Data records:
────

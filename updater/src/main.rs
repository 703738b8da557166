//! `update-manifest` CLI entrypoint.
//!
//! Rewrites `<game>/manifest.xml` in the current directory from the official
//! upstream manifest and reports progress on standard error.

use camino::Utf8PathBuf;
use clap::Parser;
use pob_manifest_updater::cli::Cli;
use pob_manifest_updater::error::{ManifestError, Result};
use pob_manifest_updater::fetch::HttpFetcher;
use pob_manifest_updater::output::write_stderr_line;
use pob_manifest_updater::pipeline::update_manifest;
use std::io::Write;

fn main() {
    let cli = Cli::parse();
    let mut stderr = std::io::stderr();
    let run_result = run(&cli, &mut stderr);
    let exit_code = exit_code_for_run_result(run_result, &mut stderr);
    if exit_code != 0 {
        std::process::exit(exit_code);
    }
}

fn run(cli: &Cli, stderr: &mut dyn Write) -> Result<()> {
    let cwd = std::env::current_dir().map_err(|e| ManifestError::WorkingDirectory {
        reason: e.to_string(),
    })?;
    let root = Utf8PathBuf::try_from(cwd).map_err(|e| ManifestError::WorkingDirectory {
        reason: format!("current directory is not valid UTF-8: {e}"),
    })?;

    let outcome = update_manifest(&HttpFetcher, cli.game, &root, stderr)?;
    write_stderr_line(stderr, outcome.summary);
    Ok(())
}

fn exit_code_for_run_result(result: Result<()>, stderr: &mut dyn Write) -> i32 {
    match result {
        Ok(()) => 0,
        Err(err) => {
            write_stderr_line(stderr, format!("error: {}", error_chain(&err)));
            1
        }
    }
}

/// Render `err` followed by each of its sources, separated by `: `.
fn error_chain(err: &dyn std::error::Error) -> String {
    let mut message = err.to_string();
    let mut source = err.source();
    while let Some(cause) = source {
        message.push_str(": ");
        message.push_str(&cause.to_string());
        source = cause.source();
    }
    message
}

────

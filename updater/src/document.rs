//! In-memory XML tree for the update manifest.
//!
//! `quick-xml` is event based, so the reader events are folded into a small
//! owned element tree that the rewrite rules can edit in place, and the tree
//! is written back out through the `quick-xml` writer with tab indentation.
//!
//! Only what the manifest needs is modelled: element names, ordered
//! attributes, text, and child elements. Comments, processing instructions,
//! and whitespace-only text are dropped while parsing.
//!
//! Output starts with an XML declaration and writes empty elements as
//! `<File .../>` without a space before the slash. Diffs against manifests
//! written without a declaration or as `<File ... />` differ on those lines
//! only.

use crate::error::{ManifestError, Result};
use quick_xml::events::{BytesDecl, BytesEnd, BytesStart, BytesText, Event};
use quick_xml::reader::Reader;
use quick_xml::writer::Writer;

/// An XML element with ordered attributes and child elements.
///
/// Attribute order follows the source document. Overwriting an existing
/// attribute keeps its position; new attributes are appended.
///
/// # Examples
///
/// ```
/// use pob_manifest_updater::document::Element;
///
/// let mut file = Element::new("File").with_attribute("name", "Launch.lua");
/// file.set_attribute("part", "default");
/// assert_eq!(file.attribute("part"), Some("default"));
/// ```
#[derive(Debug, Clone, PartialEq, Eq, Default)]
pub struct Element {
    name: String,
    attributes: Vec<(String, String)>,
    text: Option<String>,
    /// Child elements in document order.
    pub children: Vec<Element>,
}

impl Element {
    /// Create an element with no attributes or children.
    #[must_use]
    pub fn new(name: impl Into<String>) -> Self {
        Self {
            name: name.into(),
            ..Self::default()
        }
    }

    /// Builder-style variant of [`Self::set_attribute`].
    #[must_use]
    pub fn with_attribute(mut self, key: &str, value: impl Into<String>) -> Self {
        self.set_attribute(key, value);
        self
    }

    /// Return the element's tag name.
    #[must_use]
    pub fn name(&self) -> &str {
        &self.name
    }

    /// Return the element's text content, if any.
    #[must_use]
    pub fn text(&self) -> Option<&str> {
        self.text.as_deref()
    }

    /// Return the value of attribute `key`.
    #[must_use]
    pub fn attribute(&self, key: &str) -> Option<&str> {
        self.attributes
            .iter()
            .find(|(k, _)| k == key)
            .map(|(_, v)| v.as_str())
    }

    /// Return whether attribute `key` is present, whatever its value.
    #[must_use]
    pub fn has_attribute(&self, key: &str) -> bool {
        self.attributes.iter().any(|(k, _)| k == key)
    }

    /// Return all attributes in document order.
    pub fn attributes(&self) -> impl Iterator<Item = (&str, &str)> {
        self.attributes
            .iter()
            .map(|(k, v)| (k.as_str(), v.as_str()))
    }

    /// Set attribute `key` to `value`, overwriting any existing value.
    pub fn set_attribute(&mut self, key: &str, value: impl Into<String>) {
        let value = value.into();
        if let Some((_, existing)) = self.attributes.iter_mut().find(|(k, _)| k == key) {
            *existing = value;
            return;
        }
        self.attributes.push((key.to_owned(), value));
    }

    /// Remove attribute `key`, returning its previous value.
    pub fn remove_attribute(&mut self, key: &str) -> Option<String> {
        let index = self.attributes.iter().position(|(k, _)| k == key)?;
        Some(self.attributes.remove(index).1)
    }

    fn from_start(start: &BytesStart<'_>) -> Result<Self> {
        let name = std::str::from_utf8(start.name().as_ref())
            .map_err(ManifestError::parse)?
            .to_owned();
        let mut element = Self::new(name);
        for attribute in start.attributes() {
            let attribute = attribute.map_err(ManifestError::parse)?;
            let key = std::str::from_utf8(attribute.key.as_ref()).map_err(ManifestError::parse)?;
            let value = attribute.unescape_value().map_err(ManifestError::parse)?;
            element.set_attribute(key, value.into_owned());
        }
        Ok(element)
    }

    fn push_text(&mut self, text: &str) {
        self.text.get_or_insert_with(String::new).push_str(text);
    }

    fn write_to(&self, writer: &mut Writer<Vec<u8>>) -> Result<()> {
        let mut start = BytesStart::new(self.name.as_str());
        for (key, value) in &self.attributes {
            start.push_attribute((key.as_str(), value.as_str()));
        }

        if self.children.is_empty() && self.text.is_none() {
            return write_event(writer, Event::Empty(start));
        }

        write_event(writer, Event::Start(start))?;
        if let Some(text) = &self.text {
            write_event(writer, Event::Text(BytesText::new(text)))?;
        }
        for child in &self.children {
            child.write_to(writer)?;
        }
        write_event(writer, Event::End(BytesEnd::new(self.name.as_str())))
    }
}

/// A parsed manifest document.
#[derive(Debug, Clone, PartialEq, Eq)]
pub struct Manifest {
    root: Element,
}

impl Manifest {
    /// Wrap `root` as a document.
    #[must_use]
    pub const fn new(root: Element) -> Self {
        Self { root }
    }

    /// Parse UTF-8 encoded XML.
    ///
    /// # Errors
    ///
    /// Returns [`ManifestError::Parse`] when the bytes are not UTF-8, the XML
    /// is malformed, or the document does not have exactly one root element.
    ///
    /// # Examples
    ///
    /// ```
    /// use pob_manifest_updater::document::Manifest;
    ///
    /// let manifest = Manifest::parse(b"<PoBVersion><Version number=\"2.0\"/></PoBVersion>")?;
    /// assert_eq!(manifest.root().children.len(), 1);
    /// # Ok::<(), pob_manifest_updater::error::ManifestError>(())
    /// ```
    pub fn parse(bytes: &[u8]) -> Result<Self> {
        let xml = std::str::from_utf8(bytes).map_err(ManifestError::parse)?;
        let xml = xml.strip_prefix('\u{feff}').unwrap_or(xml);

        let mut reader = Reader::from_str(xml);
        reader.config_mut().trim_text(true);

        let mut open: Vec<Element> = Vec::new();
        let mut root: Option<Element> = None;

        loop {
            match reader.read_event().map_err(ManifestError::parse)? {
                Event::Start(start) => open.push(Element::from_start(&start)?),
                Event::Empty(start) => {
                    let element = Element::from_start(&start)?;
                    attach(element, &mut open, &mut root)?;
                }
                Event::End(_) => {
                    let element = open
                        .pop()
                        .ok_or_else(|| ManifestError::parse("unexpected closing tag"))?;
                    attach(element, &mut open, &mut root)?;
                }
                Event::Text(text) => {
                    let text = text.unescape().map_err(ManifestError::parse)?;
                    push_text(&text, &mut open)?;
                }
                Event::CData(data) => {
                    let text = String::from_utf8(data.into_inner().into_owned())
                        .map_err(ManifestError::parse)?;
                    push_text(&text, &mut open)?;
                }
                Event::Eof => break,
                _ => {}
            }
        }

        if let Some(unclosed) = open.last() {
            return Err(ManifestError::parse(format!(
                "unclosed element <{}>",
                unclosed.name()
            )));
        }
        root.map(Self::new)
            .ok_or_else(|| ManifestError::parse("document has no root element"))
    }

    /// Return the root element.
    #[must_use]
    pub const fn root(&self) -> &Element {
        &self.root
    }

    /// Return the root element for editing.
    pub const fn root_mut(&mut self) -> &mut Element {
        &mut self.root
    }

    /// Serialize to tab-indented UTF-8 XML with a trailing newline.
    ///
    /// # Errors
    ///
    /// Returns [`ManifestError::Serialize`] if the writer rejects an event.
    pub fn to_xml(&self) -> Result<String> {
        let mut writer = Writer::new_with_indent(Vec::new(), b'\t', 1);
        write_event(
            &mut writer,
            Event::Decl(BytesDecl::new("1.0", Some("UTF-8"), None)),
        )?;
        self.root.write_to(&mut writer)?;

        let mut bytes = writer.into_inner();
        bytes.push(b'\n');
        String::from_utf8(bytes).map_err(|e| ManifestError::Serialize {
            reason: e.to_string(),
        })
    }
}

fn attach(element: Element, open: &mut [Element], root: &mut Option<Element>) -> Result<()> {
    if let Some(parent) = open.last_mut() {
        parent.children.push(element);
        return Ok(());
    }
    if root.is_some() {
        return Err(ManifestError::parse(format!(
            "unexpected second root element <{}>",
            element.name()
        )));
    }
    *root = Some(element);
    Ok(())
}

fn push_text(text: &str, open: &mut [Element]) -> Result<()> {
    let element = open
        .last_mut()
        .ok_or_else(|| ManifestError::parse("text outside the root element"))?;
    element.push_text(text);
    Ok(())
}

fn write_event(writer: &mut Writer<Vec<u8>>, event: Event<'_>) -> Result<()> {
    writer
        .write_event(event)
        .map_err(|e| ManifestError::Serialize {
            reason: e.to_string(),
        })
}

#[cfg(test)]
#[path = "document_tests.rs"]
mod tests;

────

- _ASSIGNMENT_
Indicate the number of lines in the data above that contain the string "Returns", without any additional text.

- _RESPONSE FOR THIS EXERCISE_
2